Farm Credit is committed to the rural communities that farmers and ranchers – and our local cooperatives – call home.
Whether this means advocating for access to broadband, supporting rural entrepreneurs or providing disaster relief, we’re here to help.
Entrepreneurship holds the potential to transform rural communities. Just like their urban peers such as Silicon Valley, California and Austin, Texas, rural communities across the country benefit from the influx of fresh ideas and innovative businesses. However, rural entrepreneurs face unique challenges, like inadequate access to broadband, higher transportation costs and lack of access to a business network.

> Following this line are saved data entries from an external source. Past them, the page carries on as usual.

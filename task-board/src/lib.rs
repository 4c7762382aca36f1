pub mod asset_manager;
pub mod config;
pub mod db;
pub mod deadlines;
pub mod escrow_coordinator;
pub mod handlers;
pub mod models;
pub mod payloads;
pub mod state;

use agent_economy_common::central_bank_client::CentralBankClient;
use agent_economy_common::db as common_db;
use agent_economy_common::identity_client::IdentityClient;
use agent_economy_common::platform_signer::PlatformSigner;
use axum::routing::{get, post};
use axum::Router;
use state::AppState;
use std::time::Duration;
use tower_http::limit::RequestBodyLimitLayer;
use tower_http::trace::TraceLayer;

pub fn build_router(state: AppState, max_body_bytes: usize) -> Router {
    Router::new()
        .route("/tasks", post(handlers::create_task).get(handlers::list_tasks))
        .route("/tasks/:task_id", get(handlers::get_task))
        .route("/tasks/:task_id/cancel", post(handlers::cancel_task))
        .route("/tasks/:task_id/bids", post(handlers::submit_bid).get(handlers::list_bids))
        .route("/tasks/:task_id/bids/:bid_id/accept", post(handlers::accept_bid))
        .route("/tasks/:task_id/assets", post(handlers::upload_asset).get(handlers::list_assets))
        .route("/tasks/:task_id/assets/:asset_id", get(handlers::download_asset))
        .route("/tasks/:task_id/submit", post(handlers::submit_deliverable))
        .route("/tasks/:task_id/approve", post(handlers::approve_task))
        .route("/tasks/:task_id/dispute", post(handlers::dispute_task))
        .route("/tasks/:task_id/ruling", post(handlers::record_ruling))
        .route("/health", get(handlers::health))
        .layer(RequestBodyLimitLayer::new(max_body_bytes))
        .layer(TraceLayer::new_for_http())
        .with_state(state)
}

pub async fn run(cfg: config::Config) -> anyhow::Result<()> {
    let pools = common_db::open(&cfg.database_path).await.map_err(anyhow::Error::msg)?;
    db::migrate(&pools.writer).await?;
    std::fs::create_dir_all(&cfg.storage_root)?;

    let timeout = Duration::from_millis(cfg.downstream_timeout_ms);
    let identity = IdentityClient::new(cfg.identity_url.clone(), timeout);
    let central_bank = CentralBankClient::new(cfg.central_bank_url.clone(), timeout);
    let platform_signer = PlatformSigner::load(&cfg.platform_signing_key_path, cfg.platform_agent_id.clone())
        .map_err(anyhow::Error::msg)?;

    let state = AppState::new(
        pools.writer,
        pools.reader,
        identity,
        central_bank,
        platform_signer,
        cfg.platform_agent_id.clone(),
        cfg.storage_root.clone(),
        cfg.max_asset_size_bytes,
        cfg.max_assets_per_task,
    );
    let app = build_router(state, cfg.max_body_bytes);

    let addr = format!("{}:{}", cfg.bind_addr, cfg.port);
    let listener = tokio::net::TcpListener::bind(&addr).await?;
    tracing::info!(addr = %addr, "task board listening");

    axum::serve(listener, app)
        .with_graceful_shutdown(shutdown_signal())
        .await?;
    Ok(())
}

async fn shutdown_signal() {
    let _ = tokio::signal::ctrl_c().await;
}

Farm Credit’s commitment to supporting rural communities and agriculture means ensuring rural entrepreneurs have the tools they need to overcome these barriers and grow their businesses, right in rural America. That’s why Farm Credit has partnered with the American Farm Bureau Federation to present the 2021 Ag Innovation Challenge, now accepting applications through July 31, 2020.
Launched in 2015, the Challenge is the first national business competition focused exclusively on rural entrepreneurs launching food and agriculture businesses, and it continues to focus on strengthening rural America through ag entrepreneurship today. Learn more here.
Rural innovators aren’t alone in their need for access to broadband internet. Farmers seeking to use precision agriculture, doctors and nurses employing telehealth, teachers supporting their students and students themselves all need access to high-speed internet. Yet so many rural Americans today don’t have that access.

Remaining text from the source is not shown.